#### YOUR ASSIGNMENT
Could you return every line of the records below that contains the word "poisoned"?
════
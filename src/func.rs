//! Caching, retry and synchronization helpers

use log::{error, warn};
use std::collections::HashMap;
use std::fmt::{Debug, Display};
use std::future::Future;
use std::hash::Hash;
use std::sync::{Mutex, MutexGuard};
use std::time::Duration;

/// Function wrapper that caches results by argument
///
/// ```
/// # use utilkit::func::Memoized;
/// let square = Memoized::new(|x: &u64| x * x);
/// assert_eq!(square.call(4), 16);
/// assert_eq!(square.len(), 1);
/// ```
pub struct Memoized<A, R> {
    func: Box<dyn Fn(&A) -> R + Send + Sync>,
    cache: Mutex<HashMap<A, R>>,
}

impl<A, R> Memoized<A, R>
where
    A: Eq + Hash + Clone,
    R: Clone,
{
    pub fn new(func: impl Fn(&A) -> R + Send + Sync + 'static) -> Self {
        Self {
            func: Box::new(func),
            cache: Mutex::new(HashMap::new()),
        }
    }

    /// Cached result for `arg`, computing it on first use
    ///
    /// The lock is not held while computing, so concurrent first calls may
    /// both run the function.
    pub fn call(&self, arg: A) -> R {
        if let Some(hit) = lock(&self.cache).get(&arg) {
            return hit.clone();
        }
        let value = (self.func)(&arg);
        lock(&self.cache).entry(arg).or_insert(value).clone()
    }

    pub fn len(&self) -> usize {
        lock(&self.cache).len()
    }

    pub fn is_empty(&self) -> bool {
        self.len() == 0
    }

    pub fn clear(&self) {
        lock(&self.cache).clear();
    }
}

/// Run `f` up to `attempts` times, sleeping `delay` between failures
///
/// Returns the first success or the last error.
pub fn retry<T, E, F>(attempts: usize, delay: Duration, mut f: F) -> Result<T, E>
where
    E: Display,
    F: FnMut() -> Result<T, E>,
{
    let attempts = attempts.max(1);
    let mut attempt = 1;
    loop {
        match f() {
            Ok(value) => return Ok(value),
            Err(e) if attempt < attempts => {
                warn!("Attempt {}/{} failed: {}", attempt, attempts, e);
                attempt += 1;
                if !delay.is_zero() {
                    std::thread::sleep(delay);
                }
            }
            Err(e) => {
                warn!("Attempt {}/{} failed: {}", attempt, attempts, e);
                return Err(e);
            }
        }
    }
}

/// Async [`retry`]
pub async fn retry_async<T, E, F, Fut>(attempts: usize, delay: Duration, mut f: F) -> Result<T, E>
where
    E: Display,
    F: FnMut() -> Fut,
    Fut: Future<Output = Result<T, E>>,
{
    let attempts = attempts.max(1);
    let mut attempt = 1;
    loop {
        match f().await {
            Ok(value) => return Ok(value),
            Err(e) if attempt < attempts => {
                warn!("Attempt {}/{} failed: {}", attempt, attempts, e);
                attempt += 1;
                if !delay.is_zero() {
                    tokio::time::sleep(delay).await;
                }
            }
            Err(e) => {
                warn!("Attempt {}/{} failed: {}", attempt, attempts, e);
                return Err(e);
            }
        }
    }
}

/// Value accessed under mutual exclusion
///
/// A panic inside [`Synchronized::with`] does not poison later calls.
#[derive(Debug, Default)]
pub struct Synchronized<T> {
    inner: Mutex<T>,
}

impl<T> Synchronized<T> {
    pub fn new(value: T) -> Self {
        Self {
            inner: Mutex::new(value),
        }
    }

    pub fn with<R>(&self, f: impl FnOnce(&mut T) -> R) -> R {
        f(&mut lock(&self.inner))
    }

    pub fn into_inner(self) -> T {
        self.inner
            .into_inner()
            .unwrap_or_else(|poisoned| poisoned.into_inner())
    }
}

/// Run `f`, logging its error instead of propagating it
pub fn sneaky<T, E, F>(f: F) -> Option<T>
where
    E: Debug,
    F: FnOnce() -> Result<T, E>,
{
    match f() {
        Ok(value) => Some(value),
        Err(e) => {
            error!("{:?}", e);
            None
        }
    }
}

fn lock<T>(mutex: &Mutex<T>) -> MutexGuard<'_, T> {
    mutex.lock().unwrap_or_else(|poisoned| poisoned.into_inner())
}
════
#### OUTPUT OF THE EXERCISE
            .unwrap_or_else(|poisoned| poisoned.into_inner())
    mutex.lock().unwrap_or_else(|poisoned| poisoned.into_inner())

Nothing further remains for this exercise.